Hunt through the entries for the word "crate" and copy each line in which it appears.
----------
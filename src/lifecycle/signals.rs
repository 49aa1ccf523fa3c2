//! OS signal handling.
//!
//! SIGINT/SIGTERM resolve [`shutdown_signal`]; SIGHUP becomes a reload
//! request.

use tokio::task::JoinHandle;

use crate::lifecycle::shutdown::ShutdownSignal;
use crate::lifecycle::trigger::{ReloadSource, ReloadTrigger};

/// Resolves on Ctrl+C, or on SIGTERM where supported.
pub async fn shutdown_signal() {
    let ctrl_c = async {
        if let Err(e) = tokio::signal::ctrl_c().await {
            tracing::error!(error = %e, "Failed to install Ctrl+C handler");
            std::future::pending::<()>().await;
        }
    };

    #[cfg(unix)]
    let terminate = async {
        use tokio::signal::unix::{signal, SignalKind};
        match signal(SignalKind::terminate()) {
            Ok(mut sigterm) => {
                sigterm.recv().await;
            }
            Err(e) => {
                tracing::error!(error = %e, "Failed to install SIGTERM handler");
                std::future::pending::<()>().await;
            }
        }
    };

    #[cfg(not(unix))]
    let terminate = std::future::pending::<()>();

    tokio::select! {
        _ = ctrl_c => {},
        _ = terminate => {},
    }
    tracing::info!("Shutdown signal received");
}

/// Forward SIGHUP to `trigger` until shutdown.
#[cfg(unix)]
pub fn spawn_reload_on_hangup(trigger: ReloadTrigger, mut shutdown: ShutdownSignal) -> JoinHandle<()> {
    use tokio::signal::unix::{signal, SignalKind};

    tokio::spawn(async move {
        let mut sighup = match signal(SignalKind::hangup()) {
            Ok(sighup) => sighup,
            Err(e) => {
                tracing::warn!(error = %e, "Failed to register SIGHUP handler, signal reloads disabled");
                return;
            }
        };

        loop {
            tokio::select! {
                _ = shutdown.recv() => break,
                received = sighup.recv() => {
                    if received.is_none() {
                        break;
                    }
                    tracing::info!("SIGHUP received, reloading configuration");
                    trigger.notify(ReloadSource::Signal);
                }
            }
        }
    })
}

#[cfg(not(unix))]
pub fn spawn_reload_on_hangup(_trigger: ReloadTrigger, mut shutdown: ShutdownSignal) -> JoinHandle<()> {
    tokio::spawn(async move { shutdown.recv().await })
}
----------
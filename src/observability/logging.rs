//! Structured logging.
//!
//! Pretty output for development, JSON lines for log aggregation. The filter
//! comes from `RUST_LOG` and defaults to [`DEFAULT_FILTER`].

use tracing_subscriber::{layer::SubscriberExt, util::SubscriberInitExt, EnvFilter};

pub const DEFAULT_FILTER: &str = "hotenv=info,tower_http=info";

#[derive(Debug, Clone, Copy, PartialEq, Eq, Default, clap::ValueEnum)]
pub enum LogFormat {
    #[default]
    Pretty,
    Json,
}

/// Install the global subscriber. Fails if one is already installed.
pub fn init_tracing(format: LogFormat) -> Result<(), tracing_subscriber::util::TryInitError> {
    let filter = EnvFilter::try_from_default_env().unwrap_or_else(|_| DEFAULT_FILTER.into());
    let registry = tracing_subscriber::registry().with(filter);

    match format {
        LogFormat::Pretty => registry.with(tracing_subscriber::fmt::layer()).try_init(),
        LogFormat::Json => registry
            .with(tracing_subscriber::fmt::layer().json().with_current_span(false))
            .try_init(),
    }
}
----------
_Expected answer:_
use crate::lifecycle::shutdown::ShutdownSignal;
use crate::lifecycle::trigger::{ReloadSource, ReloadTrigger};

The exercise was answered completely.